And then the other thing is school children are young, even high schoolers. They're young, they're vulnerable, they're less wise to the ways of the world. So, you know, they're less able to understand like nuance differences between something that's school sponsored and something that's not school sponsored. They are under the authority to an awesome degree of their teachers and their coaches and, you know, their band leaders and all of these adults in their lives that have so much power over them and their success and their futures.
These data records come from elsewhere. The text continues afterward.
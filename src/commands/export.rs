use std::io::Read;
use std::path::{Path, PathBuf};

use anyhow::{Context, Result};
use bt_ics_core::ics::generate_filename;
use bt_ics_core::{ChronoTzProvider, Generator, Schedulable};
use owo_colors::OwoColorize;
use serde::Deserialize;
use tracing::info;

use crate::config::Config;

/// Export input: a single event or a list of them
#[derive(Deserialize)]
#[serde(untagged)]
enum Input {
    Many(Vec<Schedulable>),
    One(Box<Schedulable>),
}

pub fn run(cfg: &Config, input: &Path, output: Option<&Path>) -> Result<()> {
    let mut schedulables = read_schedulables(input)?;
    apply_default_timezone(&mut schedulables, cfg.default_timezone.as_deref());

    let catalog = cfg.catalog();
    let ics = Generator::new(&ChronoTzProvider, &catalog)
        .generate(&schedulables)
        .context("Could not generate calendar")?;

    match output {
        Some(path) => {
            let path = resolve_output_path(path, &schedulables);
            std::fs::write(&path, &ics)
                .with_context(|| format!("Could not write {}", path.display()))?;
            info!(path = %path.display(), events = schedulables.len(), "wrote calendar");
            eprintln!(
                "Exported {} event(s) to {}",
                schedulables.len(),
                path.display().green()
            );
        }
        None => print!("{ics}"),
    }

    Ok(())
}

fn read_schedulables(input: &Path) -> Result<Vec<Schedulable>> {
    let content = if input == Path::new("-") {
        let mut buf = String::new();
        std::io::stdin()
            .read_to_string(&mut buf)
            .context("Could not read stdin")?;
        buf
    } else {
        std::fs::read_to_string(input)
            .with_context(|| format!("Could not read {}", input.display()))?
    };

    parse_schedulables(&content).with_context(|| format!("Invalid event data in {}", input.display()))
}

fn parse_schedulables(content: &str) -> Result<Vec<Schedulable>> {
    let schedulables = match serde_json::from_str::<Input>(content)? {
        Input::Many(list) => list,
        Input::One(single) => vec![*single],
    };
    Ok(schedulables)
}

fn apply_default_timezone(schedulables: &mut [Schedulable], zone: Option<&str>) {
    let Some(zone) = zone else {
        return;
    };

    for schedulable in schedulables.iter_mut().filter(|s| s.timezone.is_none()) {
        schedulable.timezone = Some(zone.to_string());
    }
}

/// A directory gets the export's generated filename appended.
fn resolve_output_path(path: &Path, schedulables: &[Schedulable]) -> PathBuf {
    if path.is_dir() {
        path.join(generate_filename(schedulables))
    } else {
        path.to_path_buf()
    }
}
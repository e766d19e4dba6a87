//! Sensor reading types shared across the pipeline stages.

use serde::{Deserialize, Serialize};

/// NORMAL / BLACKOUT tag attached to every factory row at ingest.
///
/// BLACKOUT marks a null primary (COD) value — intentional sensor silence
/// that the blackout tamper detector feeds on.
#[derive(Debug, Clone, Copy, PartialEq, Eq, Serialize, Deserialize)]
#[serde(rename_all = "UPPERCASE")]
pub enum RowStatus {
    Normal,
    Blackout,
}

/// A single per-channel sensor sample flowing through the analytic path.
///
/// Factory rows fan out into one `Reading` per non-null channel
/// (`FACTORY_A_cod`, `FACTORY_A_tss`, …); the CETP inlet COD channel flows
/// through the same shape. `value` is `None` only for BLACKOUT context rows,
/// which never enter the scored path.
#[derive(Debug, Clone, Serialize, Deserialize)]
pub struct Reading {
    pub sensor_id: String,
    /// Event time string in the configured input format.
    pub timestamp: String,
    pub value: Option<f64>,
    // Auxiliary channels carried on factory primary (COD) readings.
    #[serde(default, skip_serializing_if = "Option::is_none")]
    pub bod: Option<f64>,
    #[serde(default, skip_serializing_if = "Option::is_none")]
    pub ph: Option<f64>,
    #[serde(default, skip_serializing_if = "Option::is_none")]
    pub tss: Option<f64>,
}

impl Reading {
    pub fn new(sensor_id: impl Into<String>, timestamp: impl Into<String>, value: f64) -> Self {
        Self {
            sensor_id: sensor_id.into(),
            timestamp: timestamp.into(),
            value: Some(value),
            bod: None,
            ph: None,
            tss: None,
        }
    }
}

/// A reading that failed validation, persisted to the quarantine log.
#[derive(Debug, Clone, Serialize, Deserialize)]
pub struct QuarantineRecord {
    pub sensor_id: String,
    pub timestamp: String,
    pub value: Option<f64>,
    pub rejection_reason: String,
    /// ISO-8601 UTC arrival time.
    pub received_at: String,
}

/// One raw CETP inlet/outlet row as read from the MPCB export CSV.
#[derive(Debug, Clone, Serialize, Deserialize)]
pub struct CetpRow {
    pub s_no: u64,
    pub time: String,
    pub cetp_inlet_cod: Option<f64>,
    pub cetp_inlet_bod: Option<f64>,
    pub cetp_inlet_ph: Option<f64>,
    pub cetp_inlet_tss: Option<f64>,
    pub cetp_outlet_cod: Option<f64>,
    pub cetp_outlet_bod: Option<f64>,
    pub cetp_outlet_ph: Option<f64>,
    pub cetp_outlet_tss: Option<f64>,
}

/// One raw factory discharge row, tagged NORMAL or BLACKOUT at ingest.
#[derive(Debug, Clone, Serialize, Deserialize)]
pub struct FactoryRow {
    pub s_no: u64,
    pub time: String,
    pub factory_id: String,
    pub cod: Option<f64>,
    pub bod: Option<f64>,
    pub ph: Option<f64>,
    pub tss: Option<f64>,
    pub status: RowStatus,
}

impl FactoryRow {
    /// Fan the row out into one per-channel reading per non-null value.
    ///
    /// The COD reading carries the auxiliary channels so downstream
    /// consumers (backtrack evidence, anti-cheat echoes) see the full row.
    pub fn channel_readings(&self) -> Vec<Reading> {
        let mut readings = Vec::with_capacity(4);
        if let Some(cod) = self.cod {
            readings.push(Reading {
                sensor_id: format!("{}_cod", self.factory_id),
                timestamp: self.time.clone(),
                value: Some(cod),
                bod: self.bod,
                ph: self.ph,
                tss: self.tss,
            });
        }
        for (channel, value) in [("bod", self.bod), ("ph", self.ph), ("tss", self.tss)] {
            if let Some(v) = value {
                readings.push(Reading::new(
                    format!("{}_{channel}", self.factory_id),
                    self.time.clone(),
                    v,
                ));
            }
        }
        readings
    }
}

/// Per-(sensor, window) aggregate emitted by the windowed stats stage.
#[derive(Debug, Clone, Serialize, Deserialize)]
pub struct WindowStats {
    pub sensor_id: String,
    pub window_start: String,
    pub window_end: String,
    pub mean: f64,
    /// Population std from E[X²] − E[X]², clamped at 0 and ε-floored.
    pub std: f64,
    pub min: f64,
    pub max: f64,
    pub sample_count: u64,
}

/// Reading joined with its sensor's most recent window statistics.
#[derive(Debug, Clone, Serialize, Deserialize)]
pub struct ScoredReading {
    pub sensor_id: String,
    pub timestamp: String,
    pub value: f64,
    pub rolling_mean: f64,
    pub rolling_std: f64,
    pub z_score: f64,
    pub is_anomaly: bool,
}

/// A scored reading whose sensor has sustained its anomaly streak.
#[derive(Debug, Clone, Serialize, Deserialize)]
pub struct ConfirmedAnomaly {
    pub sensor_id: String,
    pub timestamp: String,
    pub consecutive_count: u32,
    pub z_score: f64,
    pub value: f64,
}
So anybody have anything to add to that before we kind of move on to oral arguments?
Monica Miller:
I mean, I’m just wanting to underscore that the importance of this case is that those cases will potentially be upended. And we sort of see this as akin to like overturning Roe, but in our Establishment Clause area, because this is the cornerstone of our democracy, the Establishment Clause, and these precedents make up what the protection is of the Establishment Clause. So when you do away with those, you're kind of doing away in large part with something that holds us together as a country. And so I think, yeah, the importance of this case and a few others that are, you know, on the chopping block or on the deciding block is, are really, can't be understated, I guess, is what I wanna impart.
Alison Gill:
And this is a little bit of a, I don't know, deviation, but just before we get into oral arguments, because it's not really discussed there, I did wanna also talk about free speech a little bit, just because this is a case that does involve some free speech issues.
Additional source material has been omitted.